• [Records provided]
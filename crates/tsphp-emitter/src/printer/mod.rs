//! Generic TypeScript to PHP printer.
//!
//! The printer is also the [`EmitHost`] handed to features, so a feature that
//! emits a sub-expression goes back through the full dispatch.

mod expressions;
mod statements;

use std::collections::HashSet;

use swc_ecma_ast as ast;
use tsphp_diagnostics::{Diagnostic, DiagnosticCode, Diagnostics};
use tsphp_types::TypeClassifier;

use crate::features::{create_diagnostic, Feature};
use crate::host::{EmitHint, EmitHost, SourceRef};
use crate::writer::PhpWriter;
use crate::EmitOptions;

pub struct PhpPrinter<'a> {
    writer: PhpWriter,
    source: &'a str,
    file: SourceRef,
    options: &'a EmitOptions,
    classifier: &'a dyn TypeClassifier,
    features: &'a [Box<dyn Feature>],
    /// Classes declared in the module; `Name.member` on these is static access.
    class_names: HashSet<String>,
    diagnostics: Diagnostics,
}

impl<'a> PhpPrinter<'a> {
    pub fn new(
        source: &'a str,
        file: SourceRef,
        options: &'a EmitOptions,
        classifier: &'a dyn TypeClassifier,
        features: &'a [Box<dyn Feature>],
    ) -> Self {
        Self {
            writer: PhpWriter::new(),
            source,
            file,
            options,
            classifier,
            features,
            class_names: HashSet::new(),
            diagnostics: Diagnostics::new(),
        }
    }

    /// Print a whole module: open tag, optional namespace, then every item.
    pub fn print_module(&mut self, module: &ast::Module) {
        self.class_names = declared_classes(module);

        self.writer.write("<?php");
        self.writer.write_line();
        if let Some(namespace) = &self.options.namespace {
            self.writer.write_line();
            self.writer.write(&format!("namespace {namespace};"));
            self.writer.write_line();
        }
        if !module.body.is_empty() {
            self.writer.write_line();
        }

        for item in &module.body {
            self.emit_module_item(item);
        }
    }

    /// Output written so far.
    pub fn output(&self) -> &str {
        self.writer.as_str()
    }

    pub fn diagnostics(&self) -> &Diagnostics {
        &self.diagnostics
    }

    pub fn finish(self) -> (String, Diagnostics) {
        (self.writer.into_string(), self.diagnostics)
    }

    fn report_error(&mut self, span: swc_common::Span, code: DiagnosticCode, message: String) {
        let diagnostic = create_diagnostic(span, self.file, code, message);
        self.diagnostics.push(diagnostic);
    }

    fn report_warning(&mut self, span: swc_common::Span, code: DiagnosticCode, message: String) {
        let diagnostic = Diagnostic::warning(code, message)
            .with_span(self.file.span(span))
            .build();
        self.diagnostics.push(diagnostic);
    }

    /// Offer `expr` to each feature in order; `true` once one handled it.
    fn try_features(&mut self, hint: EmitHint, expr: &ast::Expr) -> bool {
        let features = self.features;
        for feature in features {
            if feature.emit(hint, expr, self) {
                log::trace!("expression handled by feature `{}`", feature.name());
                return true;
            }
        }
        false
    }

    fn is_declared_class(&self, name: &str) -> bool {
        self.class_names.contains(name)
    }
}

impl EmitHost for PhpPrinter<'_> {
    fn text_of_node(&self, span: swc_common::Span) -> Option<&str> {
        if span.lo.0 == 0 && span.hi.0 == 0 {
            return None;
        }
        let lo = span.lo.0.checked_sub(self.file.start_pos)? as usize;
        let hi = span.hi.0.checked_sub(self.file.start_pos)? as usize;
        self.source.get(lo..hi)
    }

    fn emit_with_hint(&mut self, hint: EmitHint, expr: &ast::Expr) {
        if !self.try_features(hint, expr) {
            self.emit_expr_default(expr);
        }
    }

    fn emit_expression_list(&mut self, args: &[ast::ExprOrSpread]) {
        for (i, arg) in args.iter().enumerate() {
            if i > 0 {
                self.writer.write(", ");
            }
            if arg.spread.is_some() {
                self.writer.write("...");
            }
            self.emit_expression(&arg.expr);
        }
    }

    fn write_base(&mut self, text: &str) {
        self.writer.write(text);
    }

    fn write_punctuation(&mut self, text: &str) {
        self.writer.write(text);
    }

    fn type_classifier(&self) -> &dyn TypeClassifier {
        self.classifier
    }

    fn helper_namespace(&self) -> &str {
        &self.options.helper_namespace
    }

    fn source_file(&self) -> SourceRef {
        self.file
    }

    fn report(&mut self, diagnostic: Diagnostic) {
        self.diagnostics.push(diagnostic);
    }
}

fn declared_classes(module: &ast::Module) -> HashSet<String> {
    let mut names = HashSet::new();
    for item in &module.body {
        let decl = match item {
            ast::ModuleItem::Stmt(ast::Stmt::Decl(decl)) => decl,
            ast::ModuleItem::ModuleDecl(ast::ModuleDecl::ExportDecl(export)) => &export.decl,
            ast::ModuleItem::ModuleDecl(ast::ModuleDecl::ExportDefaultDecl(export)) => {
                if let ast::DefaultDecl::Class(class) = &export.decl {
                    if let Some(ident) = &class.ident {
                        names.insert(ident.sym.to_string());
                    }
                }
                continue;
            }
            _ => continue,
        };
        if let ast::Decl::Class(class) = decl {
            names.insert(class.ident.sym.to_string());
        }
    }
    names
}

...

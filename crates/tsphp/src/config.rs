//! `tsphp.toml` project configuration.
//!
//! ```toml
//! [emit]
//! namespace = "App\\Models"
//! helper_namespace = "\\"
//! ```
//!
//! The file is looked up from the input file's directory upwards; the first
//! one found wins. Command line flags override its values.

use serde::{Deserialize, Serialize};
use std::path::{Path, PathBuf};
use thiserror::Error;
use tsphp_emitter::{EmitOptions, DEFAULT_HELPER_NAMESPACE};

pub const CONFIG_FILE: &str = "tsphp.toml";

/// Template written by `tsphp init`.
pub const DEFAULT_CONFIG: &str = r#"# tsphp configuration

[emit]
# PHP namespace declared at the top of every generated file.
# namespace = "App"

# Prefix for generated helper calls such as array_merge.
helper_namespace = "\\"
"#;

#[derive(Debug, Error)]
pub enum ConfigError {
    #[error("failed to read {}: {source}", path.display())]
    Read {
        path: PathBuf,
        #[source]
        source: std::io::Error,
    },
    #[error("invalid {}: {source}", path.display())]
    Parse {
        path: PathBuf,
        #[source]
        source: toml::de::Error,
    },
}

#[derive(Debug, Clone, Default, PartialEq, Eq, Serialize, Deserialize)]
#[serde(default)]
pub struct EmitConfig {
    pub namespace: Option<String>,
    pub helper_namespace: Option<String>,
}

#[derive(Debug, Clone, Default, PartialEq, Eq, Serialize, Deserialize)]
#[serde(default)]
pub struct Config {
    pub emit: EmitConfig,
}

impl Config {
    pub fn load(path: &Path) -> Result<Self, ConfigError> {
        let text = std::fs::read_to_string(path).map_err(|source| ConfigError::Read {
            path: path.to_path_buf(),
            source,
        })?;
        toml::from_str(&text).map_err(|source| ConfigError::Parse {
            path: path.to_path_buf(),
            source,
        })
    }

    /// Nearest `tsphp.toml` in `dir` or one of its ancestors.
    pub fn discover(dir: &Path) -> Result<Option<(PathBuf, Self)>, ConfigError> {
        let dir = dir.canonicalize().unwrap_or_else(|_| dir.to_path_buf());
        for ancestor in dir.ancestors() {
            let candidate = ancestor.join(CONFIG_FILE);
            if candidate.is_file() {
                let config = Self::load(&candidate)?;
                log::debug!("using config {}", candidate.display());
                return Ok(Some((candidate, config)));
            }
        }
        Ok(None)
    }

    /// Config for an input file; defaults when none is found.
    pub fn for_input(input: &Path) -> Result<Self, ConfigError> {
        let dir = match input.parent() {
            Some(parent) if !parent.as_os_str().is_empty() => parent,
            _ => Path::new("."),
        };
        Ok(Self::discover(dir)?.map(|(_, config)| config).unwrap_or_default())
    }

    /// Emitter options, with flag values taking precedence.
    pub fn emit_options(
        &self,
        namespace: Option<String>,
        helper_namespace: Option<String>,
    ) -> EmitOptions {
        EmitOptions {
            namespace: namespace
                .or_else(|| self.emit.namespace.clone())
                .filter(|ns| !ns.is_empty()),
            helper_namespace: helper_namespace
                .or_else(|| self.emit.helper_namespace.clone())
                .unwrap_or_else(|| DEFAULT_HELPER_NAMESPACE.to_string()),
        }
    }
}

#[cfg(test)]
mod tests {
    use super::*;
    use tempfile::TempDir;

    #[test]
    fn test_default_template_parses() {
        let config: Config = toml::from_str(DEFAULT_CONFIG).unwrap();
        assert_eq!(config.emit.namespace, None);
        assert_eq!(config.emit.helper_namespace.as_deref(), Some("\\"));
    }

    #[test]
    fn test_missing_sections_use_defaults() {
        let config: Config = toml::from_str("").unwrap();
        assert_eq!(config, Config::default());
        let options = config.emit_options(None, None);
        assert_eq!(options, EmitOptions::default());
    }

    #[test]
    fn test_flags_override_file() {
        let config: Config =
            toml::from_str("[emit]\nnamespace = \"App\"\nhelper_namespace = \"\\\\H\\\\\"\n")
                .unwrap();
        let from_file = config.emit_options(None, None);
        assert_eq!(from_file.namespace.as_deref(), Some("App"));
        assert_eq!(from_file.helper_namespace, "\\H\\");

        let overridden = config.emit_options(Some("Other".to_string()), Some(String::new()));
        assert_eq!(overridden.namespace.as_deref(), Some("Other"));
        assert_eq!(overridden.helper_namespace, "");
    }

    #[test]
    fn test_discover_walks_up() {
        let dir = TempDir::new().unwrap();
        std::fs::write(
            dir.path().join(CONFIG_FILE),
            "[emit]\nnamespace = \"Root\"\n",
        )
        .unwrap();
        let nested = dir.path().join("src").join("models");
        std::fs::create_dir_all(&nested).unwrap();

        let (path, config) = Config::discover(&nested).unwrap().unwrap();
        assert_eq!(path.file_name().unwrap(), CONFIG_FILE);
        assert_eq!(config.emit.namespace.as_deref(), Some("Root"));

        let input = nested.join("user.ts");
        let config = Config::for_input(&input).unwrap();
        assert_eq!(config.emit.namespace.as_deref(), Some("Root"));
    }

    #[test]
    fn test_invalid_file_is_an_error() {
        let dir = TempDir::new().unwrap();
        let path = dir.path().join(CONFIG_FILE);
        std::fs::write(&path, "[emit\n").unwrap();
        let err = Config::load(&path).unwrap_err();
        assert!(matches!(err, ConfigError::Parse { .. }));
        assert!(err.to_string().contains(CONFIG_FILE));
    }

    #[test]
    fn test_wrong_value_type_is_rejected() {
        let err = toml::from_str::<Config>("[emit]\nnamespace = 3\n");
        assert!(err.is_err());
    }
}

• [Exercise objective]
Among the entries above, identify all lines with "SourceRef" and copy them.

• [Written solution]
use crate::host::{EmitHint, EmitHost, SourceRef};
    file: SourceRef,
        file: SourceRef,
    fn source_file(&self) -> SourceRef {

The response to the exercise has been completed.